Books, Journals, New Media Section Editor: Harriet S. Meyer, MD, Contributing Editor, JAMA; David H. Morse, MS, University of Southern California, Norris Medical Library, Journal Review Editor.

JAMA. 2004;291(17):2131-2132. doi:10.1001/jama.291.17.2131

Baruch Brody identifies Taking Issue: Pluralism and Casuistry in Bioethics as a collection of previously published dissenting essays. He defines his voice as one that disagrees with much of the standard literature in medical ethics. He argues, among other things, for the permissibility of placebo-controlled trials of surgical procedures and for a fundamental moral distinction between killing and letting die.

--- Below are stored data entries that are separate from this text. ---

impl<R: Read> Decoder<R> {
    pub fn new(reader: R) -> Self {
        Decoder {
            reader,
            units_read: 0,
            finished: false,
        }
    }

    /// Number of units yielded so far.
    pub fn units_read(&self) -> usize {
        self.units_read
    }

    pub fn get_ref(&self) -> &R {
        &self.reader
    }

    pub fn into_inner(self) -> R {
        self.reader
    }

    fn next_unit(&mut self) -> Result<Option<Unit>> {
        let is_primary = self.units_read == 0;

        let first_card = match read_card_or_eof(&mut self.reader)? {
            Some(card) => card,
            None if is_primary => return Err(Error::InvalidHeader("stream has no primary unit")),
            None => return Ok(None),
        };

        let header = self.read_header(first_card, is_primary)?;

        let kind = if is_primary {
            UnitKind::Primary
        } else {
            header
                .get("XTENSION")
                .map(|v| UnitKind::from_xtension(v.value()))
                .unwrap_or(UnitKind::Unknown)
        };

        let groups = self.read_groups(&header, kind)?;
        Ok(Some(Unit::new(header, kind, groups)))
    }

    /// Read cards up to `END`, then skip the rest of the final header block.
    fn read_header(&mut self, first_card: [u8; CARD_SIZE], is_primary: bool) -> Result<Header> {
        let mut header = Header::new();
        let mut card_bytes = first_card;
        let mut header_len = 0usize;

        loop {
            let card = parse_card(&card_bytes);
            if is_primary && header_len == 0 && card.keyword != PRIMARY_MARKER {
                return Err(Error::MissingKeyword("SIMPLE"));
            }
            header_len += CARD_SIZE;

            if card.is_end() {
                break;
            }
            trace!(keyword = %card.keyword, value = card.value.value(), "header card");
            header.insert(card.keyword, card.value);

            self.reader.read_exact(&mut card_bytes)?;
        }

        let padding = padding_len(header_len);
        trace!(header_len, padding, "skipping header padding");
        skip_bytes(&mut self.reader, padding)?;
        Ok(header)
    }

    fn read_groups(&mut self, header: &Header, kind: UnitKind) -> Result<Vec<ArrayData>> {
        let bitpix = header.integer_or("BITPIX", 8)?;
        let element_type = ElementType::from_bitpix(bitpix)?;
        let width = element_type.byte_width();

        let naxis = header.count_or("NAXIS", 0)?;
        let pcount = header.count_or("PCOUNT", 0)?;
        let gcount = header.count_or("GCOUNT", 1)?;

        if naxis == 0 {
            debug!(unit = self.units_read, %kind, bitpix, "unit has no payload");
            return Ok(Vec::new());
        }

        let mut extents = Vec::with_capacity(naxis);
        for axis in 1..=naxis {
            let mut extent = header.count_or(&format!("NAXIS{axis}"), 0)?;
            // Binary tables declare NAXIS1 in bytes per row.
            if kind == UnitKind::BinaryTable && axis == 1 {
                extent = extent.div_ceil(width);
            }
            extents.push(extent);
        }

        let overflow = || Error::InvalidValue {
            keyword: "NAXIS".into(),
            value: format!("{extents:?}"),
        };
        let data_len = element_count(&extents)
            .and_then(|n| n.checked_mul(width))
            .ok_or_else(overflow)?;
        let heap_len = pcount
            .checked_mul(width)
            .ok_or_else(|| Error::InvalidValue {
                keyword: "PCOUNT".into(),
                value: pcount.to_string(),
            })?;
        let group_len = data_len.checked_add(heap_len).ok_or_else(overflow)?;

        debug!(
            unit = self.units_read,
            %kind,
            bitpix,
            shape = ?extents,
            gcount,
            pcount,
            "decoding payload"
        );

        let mut groups = Vec::new();
        for group in 0..gcount {
            let data = read_array(&mut self.reader, element_type, &extents, data_len)?;
            // The heap is opaque: read and discard.
            skip_bytes(&mut self.reader, heap_len)?;
            let padding = padding_len(group_len);
            trace!(group, data_len, heap_len, padding, "skipping group heap and padding");
            skip_bytes(&mut self.reader, padding)?;
            groups.push(data);
        }
        Ok(groups)
    }
}

impl<R: Read> Iterator for Decoder<R> {
    type Item = Result<Unit>;

    fn next(&mut self) -> Option<Self::Item> {
        if self.finished {
            return None;
        }
        match self.next_unit() {
            Ok(Some(unit)) => {
                debug!(
                    unit = self.units_read,
                    kind = %unit.kind(),
                    keywords = unit.header().len(),
                    groups = unit.groups().len(),
                    "decoded unit"
                );
                self.units_read += 1;
                Some(Ok(unit))
            }
            Ok(None) => {
                debug!(units = self.units_read, "end of stream");
                self.finished = true;
                None
            }
            Err(e) => {
                debug!(unit = self.units_read, error = %e, "decode failed");
                self.finished = true;
                Some(Err(e))
            }
        }
    }
}

impl<R: Read> FusedIterator for Decoder<R> {}

/// Read one card, returning `None` on a clean end of stream.
///
/// A stream ending partway through a card is truncated.
fn read_card_or_eof<R: Read>(reader: &mut R) -> Result<Option<[u8; CARD_SIZE]>> {
    let mut card = [0u8; CARD_SIZE];
    let mut filled = 0;
    while filled < CARD_SIZE {
        match reader.read(&mut card[filled..]) {
            Ok(0) => break,
            Ok(n) => filled += n,
            Err(e) if e.kind() == io::ErrorKind::Interrupted => continue,
            Err(e) => return Err(e.into()),
        }
    }
    match filled {
        0 => Ok(None),
        CARD_SIZE => Ok(Some(card)),
        _ => Err(Error::UnexpectedEof),
    }
}

/// Consume exactly `len` bytes.
fn skip_bytes<R: Read>(reader: &mut R, len: usize) -> Result<()> {
    if len == 0 {
        return Ok(());
    }
    let skipped = io::copy(&mut reader.by_ref().take(len as u64), &mut io::sink())?;
    if skipped < len as u64 {
        return Err(Error::UnexpectedEof);
    }
    Ok(())
}

/// Read one payload group of `byte_len` bytes and decode it.
fn read_array<R: Read>(
    reader: &mut R,
    element_type: ElementType,
    extents: &[usize],
    byte_len: usize,
) -> Result<ArrayData> {
    // Grow incrementally rather than trusting the header with one allocation.
    let mut raw = Vec::new();
    reader.by_ref().take(byte_len as u64).read_to_end(&mut raw)?;
    if raw.len() < byte_len {
        return Err(Error::UnexpectedEof);
    }

    let extents = extents.to_vec();
    let data = match element_type {
        ElementType::U8 => ArrayData::U8(DataArray::from_vec(extents, raw)?),
        ElementType::I16 => ArrayData::I16(DataArray::from_vec(extents, decode_be(&raw))?),
        ElementType::I32 => ArrayData::I32(DataArray::from_vec(extents, decode_be(&raw))?),
        ElementType::I64 => ArrayData::I64(DataArray::from_vec(extents, decode_be(&raw))?),
        ElementType::F32 => ArrayData::F32(DataArray::from_vec(extents, decode_be(&raw))?),
        ElementType::F64 => ArrayData::F64(DataArray::from_vec(extents, decode_be(&raw))?),
    };
    Ok(data)
}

The stands Brody takes are not new; those of us who swim in the often-turbulent waters of bioethics have encountered these streams before. Most major religious traditions distinguish between "passive" and "active" euthanasia (see, for example, A Different Death1 and Introduction to Jewish and Catholic Bioethics2). While the issue of sham surgery in clinical research remains controversial,3 some ethicists would go beyond the question, "Is such a procedure permissible and if so, under what conditions?" to ask, "Can it be ethical not to use sham surgery to rigorously evaluate a surgical procedure before it is introduced into practice?"4 A comprehensive look at medical ethics literature would also find many who agree with the other stands Brody argues in Taking Issue, including the need to develop judgments about rates of compensation for research subjects, the need to reconceptualize our understanding of brain death, the permissibility of waiving the informed consent requirement for research in some cases, and the permissibility of more widespread use of animals as research subjects.